• _Instructions to follow_
Consider the listing below. Extract exactly the lines from the line containing "(9.0, 15.0, 15.0))?;" to the line containing "(0.0, 0.0, 50.0))?", both included.

- - -

use std::collections::BTreeMap;

use super::variable::{LinguisticVariable, Universe, VariableId};
use super::FuzzyError;

/// Sampling step used for every universe unless configured otherwise.
pub const DEFAULT_RESOLUTION: f64 = 1.0;

/// Finest output step accepted from configuration.
pub const MIN_RESOLUTION: f64 = 0.01;

/// Immutable catalogue of the input and output linguistic variables.
#[derive(Debug, Clone, PartialEq)]
pub struct VariableRegistry {
    variables: BTreeMap<VariableId, LinguisticVariable>,
}

impl VariableRegistry {
    /// Builds a registry from explicit definitions. Every variable id must be
    /// present exactly once.
    pub fn new(definitions: Vec<LinguisticVariable>) -> Result<Self, FuzzyError> {
        let mut variables = BTreeMap::new();
        for variable in definitions {
            let id = variable.id();
            if variables.insert(id, variable).is_some() {
                return Err(FuzzyError::DuplicateVariable(id));
            }
        }

        for id in VariableId::INPUTS
            .into_iter()
            .chain(std::iter::once(VariableId::CandidateFit))
        {
            if !variables.contains_key(&id) {
                return Err(FuzzyError::MissingVariable(id));
            }
        }

        Ok(Self { variables })
    }

    /// The candidate fit partition with the output universe sampled at `resolution`.
    pub fn standard(resolution: f64) -> Result<Self, FuzzyError> {
        let experience = LinguisticVariable::new(
            VariableId::Experience,
            Universe::new(0.0, 15.0, DEFAULT_RESOLUTION)?,
        )
        .with_term("None", (0.0, 0.0, 2.0))?
        .with_term("Some", (1.0, 4.0, 7.0))?
        .with_term("Matched", (5.0, 8.0, 11.0))?
        .with_term("Extensive", (9.0, 15.0, 15.0))?;

        let skill_match = LinguisticVariable::new(
            VariableId::SkillMatch,
            Universe::new(0.0, 100.0, DEFAULT_RESOLUTION)?,
        )
        .with_term("Low", (0.0, 0.0, 50.0))?
        .with_term("Medium", (30.0, 65.0, 90.0))?
        .with_term("High", (70.0, 100.0, 100.0))?;

        let education = LinguisticVariable::new(
            VariableId::Education,
            Universe::new(1.0, 5.0, DEFAULT_RESOLUTION)?,
        )
        .with_term("Relevant", (1.0, 3.0, 4.0))?
        .with_term("Advanced", (3.0, 5.0, 5.0))?;

        let profile_strength = LinguisticVariable::new(
            VariableId::ProfileStrength,
            Universe::new(0.0, 10.0, DEFAULT_RESOLUTION)?,
        )
        .with_term("Weak", (0.0, 0.0, 4.0))?
        .with_term("Average", (3.0, 5.0, 7.0))?
        .with_term("Strong", (6.0, 10.0, 10.0))?;

        let candidate_fit = LinguisticVariable::new(
            VariableId::CandidateFit,
            Universe::new(0.0, 100.0, resolution)?,
        )
        .with_term("Poor Fit", (0.0, 0.0, 40.0))?
        .with_term("Possible Fit", (30.0, 55.0, 75.0))?
        .with_term("Good Fit", (65.0, 80.0, 95.0))?
        .with_term("Top Candidate", (85.0, 100.0, 100.0))?;

        Self::new(vec![
            experience,
            skill_match,
            education,
            profile_strength,
            candidate_fit,
        ])
    }

    pub fn variable(&self, id: VariableId) -> &LinguisticVariable {
        // Presence of every id is checked in `new`.
        &self.variables[&id]
    }

    pub fn output(&self) -> &LinguisticVariable {
        self.variable(VariableId::CandidateFit)
    }

    pub fn membership(&self, variable: VariableId, label: &str, x: f64) -> Result<f64, FuzzyError> {
        self.variable(variable).membership(label, x)
    }

    /// Fails with `InvalidLabel` when `label` is not defined for `variable`.
    pub fn ensure_label(&self, variable: VariableId, label: &str) -> Result<(), FuzzyError> {
        match self.variable(variable).term(label) {
            Some(_) => Ok(()),
            None => Err(FuzzyError::InvalidLabel {
                variable,
                label: label.to_string(),
            }),
        }
    }
}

- - -

• _Answer box_
        .with_term("Extensive", (9.0, 15.0, 15.0))?;

        let skill_match = LinguisticVariable::new(
            VariableId::SkillMatch,
            Universe::new(0.0, 100.0, DEFAULT_RESOLUTION)?,
        )
        .with_term("Low", (0.0, 0.0, 50.0))?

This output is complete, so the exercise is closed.